In FIG. 5 the low profile diverters 500, which in this example are saucer shaped but can be any of any low profile shape capable of sealing against the perforations, are shown entrained in the flow of frac fluid and being moved toward perforations 402 by the flow of the frac fluid and sand into the perforations. In FIG. 6, the low profile diverters are shown seated on the openings of the perforations, engaging the edges of the perforations and thus temporarily sealing the perforations against substantial frac fluid flow. (A small amount of leakage may occur even when sealed.) The high pressure of the frac fluid within the well bore pushes against the seated diverters with sufficient force to keep them in place while the frac fluid flows past them, as indicated by the frac fluid flow lines 404 in the figure. Because of the low profile of the diverters, the frac fluid moving at a high rate within the wellbore is less likely to dislodge the low profile diverters as compared to conventional ball sealers.

Each diverter should temporarily seal one perforation, and only a perforation that has likely been stimulated with frac fluid and sand or acid, assuming that the diverter is introduced into the frac fluid flow at the right time. The number of diverters that are introduced into the flow of frac fluid is less than the number of perforations being stimulated.

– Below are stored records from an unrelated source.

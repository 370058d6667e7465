use anyhow::Result;
use sqlx::SqlitePool;

use crate::config::Config;
use crate::db;

pub async fn run_migrations(config: &Config) -> Result<()> {
    let pool = db::connect(config).await?;
    run_migrations_on(&pool).await?;
    pool.close().await;
    Ok(())
}

/// Create the schema on an already-open pool. Safe to run repeatedly.
pub async fn run_migrations_on(pool: &SqlitePool) -> Result<()> {
    // Per-file index records; chunk_count mirrors the chunks actually stored
    sqlx::query(
        r#"
        CREATE TABLE IF NOT EXISTS indexed_files (
            file_path TEXT PRIMARY KEY,
            folder_path TEXT NOT NULL,
            index_folder TEXT NOT NULL,
            content_hash TEXT NOT NULL,
            file_size INTEGER NOT NULL,
            chunk_count INTEGER NOT NULL,
            indexed_at INTEGER NOT NULL,
            updated_at INTEGER NOT NULL
        )
        "#,
    )
    .execute(pool)
    .await?;

    // One row per folder at which indexing was triggered
    sqlx::query(
        r#"
        CREATE TABLE IF NOT EXISTS folder_index_status (
            folder_path TEXT PRIMARY KEY,
            status TEXT NOT NULL,
            error_message TEXT,
            indexed_at INTEGER
        )
        "#,
    )
    .execute(pool)
    .await?;

    // Chunk points: metadata payload plus dense/sparse vectors
    sqlx::query(
        r#"
        CREATE TABLE IF NOT EXISTS chunks (
            id TEXT PRIMARY KEY,
            file_path TEXT NOT NULL,
            folder_path TEXT NOT NULL,
            index_folder TEXT NOT NULL,
            file_name TEXT NOT NULL,
            chunk_index INTEGER NOT NULL,
            total_chunks INTEGER NOT NULL,
            start_char INTEGER NOT NULL,
            end_char INTEGER NOT NULL,
            page_range TEXT,
            indexed_at INTEGER NOT NULL,
            text TEXT NOT NULL,
            dense BLOB NOT NULL,
            sparse_indices BLOB,
            sparse_values BLOB,
            UNIQUE(file_path, chunk_index)
        )
        "#,
    )
    .execute(pool)
    .await?;

    sqlx::query("CREATE INDEX IF NOT EXISTS idx_chunks_file_path ON chunks(file_path)")
        .execute(pool)
        .await?;
    sqlx::query("CREATE INDEX IF NOT EXISTS idx_chunks_folder_path ON chunks(folder_path)")
        .execute(pool)
        .await?;
    sqlx::query("CREATE INDEX IF NOT EXISTS idx_chunks_index_folder ON chunks(index_folder)")
        .execute(pool)
        .await?;
    sqlx::query(
        "CREATE INDEX IF NOT EXISTS idx_indexed_files_index_folder ON indexed_files(index_folder)",
    )
    .execute(pool)
    .await?;
    sqlx::query("CREATE INDEX IF NOT EXISTS idx_folder_status ON folder_index_status(status)")
        .execute(pool)
        .await?;

    Ok(())
}
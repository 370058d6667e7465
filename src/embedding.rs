//! Embedding providers and vector utilities.
//!
//! Dense and sparse embedding sit behind the [`DenseEmbedder`] and
//! [`SparseEmbedder`] traits so the indexer and search engine never know
//! which model produced a vector. Bundled implementations:
//!
//! - **[`HashEmbedder`]** — deterministic local feature hashing (FNV-1a with
//!   a sign bit) into a fixed-dimension L2-normalized vector. No network, no
//!   model files; the default and the provider used by the test suite.
//! - **[`HashSparseEmbedder`]** — lexical companion: tokens hashed into a
//!   2^20 index space with log-scaled term-frequency values.
//! - **[`OllamaEmbedder`]** — remote dense provider speaking the Ollama
//!   `/api/embeddings` protocol, with bounded retry and exponential backoff
//!   (429/5xx/network retried, other 4xx fatal).
//!
//! Also provides the BLOB codecs used for SQLite storage
//! ([`vec_to_blob`]/[`blob_to_vec`], [`indices_to_blob`]/[`blob_to_indices`])
//! and the in-process similarity kernels ([`cosine_similarity`],
//! [`sparse_dot`]).

use std::time::Duration;

use anyhow::{anyhow, bail, Result};
use async_trait::async_trait;

use crate::config::{EmbeddingConfig, SparseConfig};

/// Batch dense embedding seam.
#[async_trait]
pub trait DenseEmbedder: Send + Sync {
    /// Vector dimensionality every returned embedding must have.
    fn dims(&self) -> usize;
    /// Model identifier recorded for diagnostics.
    fn model_name(&self) -> &str;
    /// Embed a batch of texts, one vector per input, in input order.
    async fn embed_batch(&self, texts: &[String]) -> Result<Vec<Vec<f32>>>;
    /// Embed a single search query.
    async fn embed_query(&self, text: &str) -> Result<Vec<f32>>;
}

/// Sparse (keyword-weighted) embedding seam.
#[async_trait]
pub trait SparseEmbedder: Send + Sync {
    async fn embed_batch(&self, texts: &[String]) -> Result<Vec<SparseVector>>;
    async fn embed_query(&self, text: &str) -> Result<SparseVector>;
}

/// Sparse vector as parallel index/value arrays, indices sorted ascending.
#[derive(Debug, Clone, Default, PartialEq)]
pub struct SparseVector {
    pub indices: Vec<u32>,
    pub values: Vec<f32>,
}

impl SparseVector {
    pub fn is_empty(&self) -> bool {
        self.indices.is_empty()
    }
}

/// Instantiate the configured dense provider.
pub fn create_dense_embedder(config: &EmbeddingConfig) -> Result<std::sync::Arc<dyn DenseEmbedder>> {
    match config.provider.as_str() {
        "hash" => Ok(std::sync::Arc::new(HashEmbedder::new(config.dims))),
        "ollama" => Ok(std::sync::Arc::new(OllamaEmbedder::new(config)?)),
        other => bail!("unknown embedding provider: {}", other),
    }
}

/// Instantiate the configured sparse provider; `None` means hybrid search
/// degrades to dense-only.
pub fn create_sparse_embedder(
    config: &SparseConfig,
) -> Result<Option<std::sync::Arc<dyn SparseEmbedder>>> {
    match config.provider.as_str() {
        "hash" => Ok(Some(std::sync::Arc::new(HashSparseEmbedder::new()))),
        "disabled" => Ok(None),
        other => bail!("unknown sparse provider: {}", other),
    }
}

// ============ Hash Providers ============

const FNV_OFFSET: u64 = 0xcbf29ce484222325;
const FNV_PRIME: u64 = 0x100000001b3;

/// FNV-1a, fixed across platforms and releases so stored vectors stay
/// comparable with freshly computed ones.
fn fnv1a64(bytes: &[u8]) -> u64 {
    let mut hash = FNV_OFFSET;
    for &b in bytes {
        hash ^= b as u64;
        hash = hash.wrapping_mul(FNV_PRIME);
    }
    hash
}

fn tokenize(text: &str) -> impl Iterator<Item = String> + '_ {
    text.split(|c: char| !c.is_alphanumeric())
        .filter(|t| !t.is_empty())
        .map(|t| t.to_lowercase())
}

/// Deterministic local dense provider: signed feature hashing of tokens into
/// `dims` buckets, L2-normalized.
pub struct HashEmbedder {
    dims: usize,
}

impl HashEmbedder {
    pub fn new(dims: usize) -> Self {
        HashEmbedder { dims }
    }

    fn embed_one(&self, text: &str) -> Vec<f32> {
        let mut v = vec![0.0f32; self.dims];
        for token in tokenize(text) {
            let h = fnv1a64(token.as_bytes());
            let bucket = (h % self.dims as u64) as usize;
            let sign = if (h >> 32) & 1 == 1 { 1.0 } else { -1.0 };
            v[bucket] += sign;
        }
        let norm: f32 = v.iter().map(|x| x * x).sum::<f32>().sqrt();
        if norm > f32::EPSILON {
            for x in &mut v {
                *x /= norm;
            }
        }
        v
    }
}

#[async_trait]
impl DenseEmbedder for HashEmbedder {
    fn dims(&self) -> usize {
        self.dims
    }

    fn model_name(&self) -> &str {
        "hash"
    }

    async fn embed_batch(&self, texts: &[String]) -> Result<Vec<Vec<f32>>> {
        Ok(texts.iter().map(|t| self.embed_one(t)).collect())
    }

    async fn embed_query(&self, text: &str) -> Result<Vec<f32>> {
        Ok(self.embed_one(text))
    }
}

/// Sparse index space for the hash provider.
const SPARSE_SPACE: u64 = 1 << 20;

/// Lexical sparse provider: token hash → index, value `1 + ln(tf)` for
/// documents and a flat `1.0` per distinct token for queries.
pub struct HashSparseEmbedder;

impl HashSparseEmbedder {
    pub fn new() -> Self {
        HashSparseEmbedder
    }

    fn embed_one(&self, text: &str, query: bool) -> SparseVector {
        use std::collections::BTreeMap;
        let mut tf: BTreeMap<u32, f32> = BTreeMap::new();
        for token in tokenize(text) {
            let idx = (fnv1a64(token.as_bytes()) % SPARSE_SPACE) as u32;
            *tf.entry(idx).or_insert(0.0) += 1.0;
        }
        let (indices, values) = tf
            .into_iter()
            .map(|(i, count)| (i, if query { 1.0 } else { 1.0 + count.ln() }))
            .unzip();
        SparseVector { indices, values }
    }
}

impl Default for HashSparseEmbedder {
    fn default() -> Self {
        HashSparseEmbedder::new()
    }
}

#[async_trait]
impl SparseEmbedder for HashSparseEmbedder {
    async fn embed_batch(&self, texts: &[String]) -> Result<Vec<SparseVector>> {
        Ok(texts.iter().map(|t| self.embed_one(t, false)).collect())
    }

    async fn embed_query(&self, text: &str) -> Result<SparseVector> {
        Ok(self.embed_one(text, true))
    }
}

// ============ Ollama Provider ============

/// Remote dense provider for an Ollama-compatible endpoint.
///
/// The embeddings API takes one prompt per request, so a batch is a request
/// loop; each request retries on 429/5xx/network errors with exponential
/// backoff (1s, 2s, 4s, ... capped at 2^5).
pub struct OllamaEmbedder {
    client: reqwest::Client,
    url: String,
    model: String,
    dims: usize,
    max_retries: u32,
}

impl OllamaEmbedder {
    pub fn new(config: &EmbeddingConfig) -> Result<Self> {
        let model = config
            .model
            .clone()
            .ok_or_else(|| anyhow!("embedding.model required for the ollama provider"))?;
        let url = config
            .url
            .clone()
            .unwrap_or_else(|| "http://localhost:11434".to_string());
        let client = reqwest::Client::builder()
            .timeout(Duration::from_secs(config.timeout_secs))
            .build()?;
        Ok(OllamaEmbedder {
            client,
            url,
            model,
            dims: config.dims,
            max_retries: config.max_retries,
        })
    }

    async fn embed_one(&self, text: &str) -> Result<Vec<f32>> {
        let endpoint = format!("{}/api/embeddings", self.url.trim_end_matches('/'));
        let body = serde_json::json!({
            "model": self.model,
            "prompt": text,
        });

        let mut last_err = None;
        for attempt in 0..=self.max_retries {
            if attempt > 0 {
                let delay = Duration::from_secs(1 << (attempt - 1).min(5));
                tokio::time::sleep(delay).await;
            }

            match self.client.post(&endpoint).json(&body).send().await {
                Ok(response) => {
                    let status = response.status();
                    if status.is_success() {
                        let json: serde_json::Value = response.json().await?;
                        return parse_ollama_response(&json);
                    }
                    if status.as_u16() == 429 || status.is_server_error() {
                        let body_text = response.text().await.unwrap_or_default();
                        last_err = Some(anyhow!("ollama API error {}: {}", status, body_text));
                        continue;
                    }
                    let body_text = response.text().await.unwrap_or_default();
                    bail!("ollama API error {}: {}", status, body_text);
                }
                Err(e) => {
                    last_err = Some(e.into());
                    continue;
                }
            }
        }
        Err(last_err.unwrap_or_else(|| anyhow!("embedding failed after retries")))
    }
}

fn parse_ollama_response(json: &serde_json::Value) -> Result<Vec<f32>> {
    let embedding = json
        .get("embedding")
        .and_then(|e| e.as_array())
        .ok_or_else(|| anyhow!("invalid ollama response: missing embedding array"))?;
    Ok(embedding
        .iter()
        .map(|v| v.as_f64().unwrap_or(0.0) as f32)
        .collect())
}

#[async_trait]
impl DenseEmbedder for OllamaEmbedder {
    fn dims(&self) -> usize {
        self.dims
    }

    fn model_name(&self) -> &str {
        &self.model
    }

    async fn embed_batch(&self, texts: &[String]) -> Result<Vec<Vec<f32>>> {
        let mut out = Vec::with_capacity(texts.len());
        for text in texts {
            out.push(self.embed_one(text).await?);
        }
        Ok(out)
    }

    async fn embed_query(&self, text: &str) -> Result<Vec<f32>> {
        self.embed_one(text).await
    }
}

// ============ Vector Utilities ============

/// Encode a float vector as little-endian f32 bytes for BLOB storage.
///
/// ```rust
/// use resift::embedding::{vec_to_blob, blob_to_vec};
///
/// let v = vec![1.0f32, -2.5, 3.125];
/// let blob = vec_to_blob(&v);
/// assert_eq!(blob.len(), 12);
/// assert_eq!(blob_to_vec(&blob), v);
/// ```
pub fn vec_to_blob(vec: &[f32]) -> Vec<u8> {
    let mut bytes = Vec::with_capacity(vec.len() * 4);
    for &v in vec {
        bytes.extend_from_slice(&v.to_le_bytes());
    }
    bytes
}

/// Decode a BLOB produced by [`vec_to_blob`].
pub fn blob_to_vec(blob: &[u8]) -> Vec<f32> {
    blob.chunks_exact(4)
        .map(|chunk| f32::from_le_bytes([chunk[0], chunk[1], chunk[2], chunk[3]]))
        .collect()
}

/// Encode sparse indices as little-endian u32 bytes.
pub fn indices_to_blob(indices: &[u32]) -> Vec<u8> {
    let mut bytes = Vec::with_capacity(indices.len() * 4);
    for &i in indices {
        bytes.extend_from_slice(&i.to_le_bytes());
    }
    bytes
}

/// Decode a BLOB produced by [`indices_to_blob`].
pub fn blob_to_indices(blob: &[u8]) -> Vec<u32> {
    blob.chunks_exact(4)
        .map(|chunk| u32::from_le_bytes([chunk[0], chunk[1], chunk[2], chunk[3]]))
        .collect()
}

/// Cosine similarity in `[-1.0, 1.0]`; `0.0` for empty or mismatched
/// lengths.
pub fn cosine_similarity(a: &[f32], b: &[f32]) -> f32 {
    if a.len() != b.len() || a.is_empty() {
        return 0.0;
    }

    let mut dot = 0.0f32;
    let mut norm_a = 0.0f32;
    let mut norm_b = 0.0f32;

    for (x, y) in a.iter().zip(b.iter()) {
        dot += x * y;
        norm_a += x * x;
        norm_b += y * y;
    }

    let denom = norm_a.sqrt() * norm_b.sqrt();
    if denom < f32::EPSILON {
        return 0.0;
    }

    dot / denom
}

/// Dot product of two sparse vectors over their shared indices.
/// Both index lists must be sorted ascending.
pub fn sparse_dot(a: &SparseVector, b: &SparseVector) -> f32 {
    let mut score = 0.0f32;
    let (mut i, mut j) = (0, 0);
    while i < a.indices.len() && j < b.indices.len() {
        match a.indices[i].cmp(&b.indices[j]) {
            std::cmp::Ordering::Less => i += 1,
            std::cmp::Ordering::Greater => j += 1,
            std::cmp::Ordering::Equal => {
                score += a.values[i] * b.values[j];
                i += 1;
                j += 1;
            }
        }
    }
    score
}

The pumping of the frac fluid continues and, after a period of time, an additional selected number of additional diverters can be introduced into the flowing frac fluid stream to temporarily seal some, but not all, of the remaining perforations. This process of continuing to pump frac fluid for some period of time before introducing a selected number of additional diverters is repeated as many times as necessary to selectively frac progressively less permeable parts of the formation until all of the volume of frac fluid with sand and the number of diverters designed and purchased for the job have been essentially depleted by pumping indicating that the stimulation of all perforations have been reasonably completely.

Use of low profile diverters as described above allows for the number of frac stages to be reduced, and possibly eliminate of the need for frac stages, even for wells with relatively long wellbores, even for long laterals that require fracturing at very high rates and pressures, as compared to current methods that do not make use of low profile diverters.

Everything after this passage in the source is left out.